Certa: crédito adicional extraordinário é destinado a despesas urgentes e imprevistas, nos termos do art. 41, III, da Lei 4.320/64.
- B)despesas relacionadas à área de saúde.
Errada: despesas de saúde não definem, por si só, crédito extraordinário; a classificação depende da urgência e imprevisibilidade da despesa.
- C)reforço de dotação orçamentária.
Errada: reforço de dotação orçamentária caracteriza crédito suplementar, não extraordinário.
- D)adiantamentos para os exercícios seguintes.
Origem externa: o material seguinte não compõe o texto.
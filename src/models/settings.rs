//! Settings data model and validation for the `kvc` tool

use crate::{
    error::{AppError, Result},
    logging::LogFormat,
    store::{DuplicateKeys, ParseOptions},
};
use serde::{Deserialize, Serialize};
use std::path::PathBuf;

/// Main tool settings
#[derive(Debug, Clone, PartialEq, Serialize, Deserialize)]
pub struct Settings {
    /// Backing configuration file
    #[serde(default)]
    pub file: Option<PathBuf>,

    /// Longest accepted line in bytes; 0 disables the limit
    #[serde(default = "default_max_line_len")]
    pub max_line_len: usize,

    /// Strip whitespace between key and `=`
    #[serde(default)]
    pub trim_keys: bool,

    /// Duplicate key policy while parsing
    #[serde(default)]
    pub duplicates: DuplicateKeys,

    /// Diagnostic log format
    #[serde(default)]
    pub log_format: LogFormat,

    /// Enable colored terminal output
    #[serde(default = "default_enable_color")]
    pub enable_color: bool,

    #[serde(default)]
    pub verbose: bool,

    #[serde(default)]
    pub debug: bool,
}

impl Default for Settings {
    fn default() -> Self {
        Self {
            file: None,
            max_line_len: default_max_line_len(),
            trim_keys: crate::defaults::DEFAULT_TRIM_KEYS,
            duplicates: DuplicateKeys::default(),
            log_format: LogFormat::default(),
            enable_color: default_enable_color(),
            verbose: false,
            debug: false,
        }
    }
}

impl Settings {
    /// Validate the settings
    pub fn validate(&self) -> Result<()> {
        match &self.file {
            None => {
                return Err(AppError::config(
                    "No configuration file given (use --file or KVC_FILE)",
                ));
            }
            Some(path) if path.as_os_str().is_empty() => {
                return Err(AppError::config("Configuration file path cannot be empty"));
            }
            Some(_) => {}
        }

        if self.max_line_len > crate::defaults::MAX_LINE_LEN_CEILING {
            return Err(AppError::config(format!(
                "Maximum line length cannot exceed {} bytes",
                crate::defaults::MAX_LINE_LEN_CEILING
            )));
        }

        Ok(())
    }

    /// Parse options for the store
    pub fn parse_options(&self) -> ParseOptions {
        ParseOptions {
            max_line_len: (self.max_line_len > 0).then_some(self.max_line_len),
            trim_keys: self.trim_keys,
            duplicates: self.duplicates,
        }
    }

    /// Merge `KVC_*` environment variables into these settings
    pub fn merge_from_env(&mut self) -> Result<()> {
        if let Ok(file) = std::env::var("KVC_FILE") {
            if !file.trim().is_empty() {
                self.file = Some(PathBuf::from(file.trim()));
            }
        }

        if let Ok(max_line_len) = std::env::var("KVC_MAX_LINE_LEN") {
            self.max_line_len = max_line_len.trim().parse()
                .map_err(|e| AppError::config(format!("Invalid KVC_MAX_LINE_LEN value '{}': {}", max_line_len, e)))?;
        }

        if let Ok(trim_keys) = std::env::var("KVC_TRIM_KEYS") {
            self.trim_keys = trim_keys.trim().parse()
                .map_err(|e| AppError::config(format!("Invalid KVC_TRIM_KEYS value '{}': {}", trim_keys, e)))?;
        }

        if let Ok(duplicates) = std::env::var("KVC_DUPLICATES") {
            self.duplicates = duplicates.trim().parse()?;
        }

        if let Ok(log_format) = std::env::var("KVC_LOG_FORMAT") {
            self.log_format = log_format.trim().parse()?;
        }

        if let Ok(enable_color) = std::env::var("KVC_ENABLE_COLOR") {
            self.enable_color = enable_color.trim().parse()
                .map_err(|e| AppError::config(format!("Invalid KVC_ENABLE_COLOR value '{}': {}", enable_color, e)))?;
        }

        Ok(())
    }
}

fn default_max_line_len() -> usize {
    crate::defaults::DEFAULT_MAX_LINE_LEN
}

fn default_enable_color() -> bool {
    crate::defaults::DEFAULT_ENABLE_COLOR
}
Errada: adiantamentos para exercícios seguintes não são a finalidade dos créditos extraordinários.
- E)compensação de perdas não estimadas.
Errada: compensação de perdas não estimadas não corresponde à definição legal de crédito extraordinário.
Gabarito: A
A Lei 4.320/64 classifica os créditos adicionais em suplementares, especiais e extraordinários. O ponto-chave é simples: o crédito extraordinário existe para situações excepcionais, quando surge uma despesa urgente e imprevista que não poderia esperar o ciclo normal do orçamento. É o famoso "apaga o incêndio agora" da Administração Pública. Pela lógica do art. 41 da Lei 4.320/64, os créditos suplementares reforçam uma dotação já existente, os especiais criam dotação nova e os extraordinários atendem a despesas urgentes e imprevisíveis, como em caso de guerra, comoção interna ou calamidade pública. Por isso, a alternativa correta é a que fala em despesas urgentes e imprevistas. A banca costuma cobrar essa distinção com cuidado, porque gosta de misturar conceito com finalidade. Se a ideia for reforçar verba já prevista, pense em crédito suplementar; se for criar uma nova dotação, pense em especial; se for algo urgente, imprevisível e excepcional, pense em extraordinário. Aqui, o enunciado bate exatamente com a última hipótese.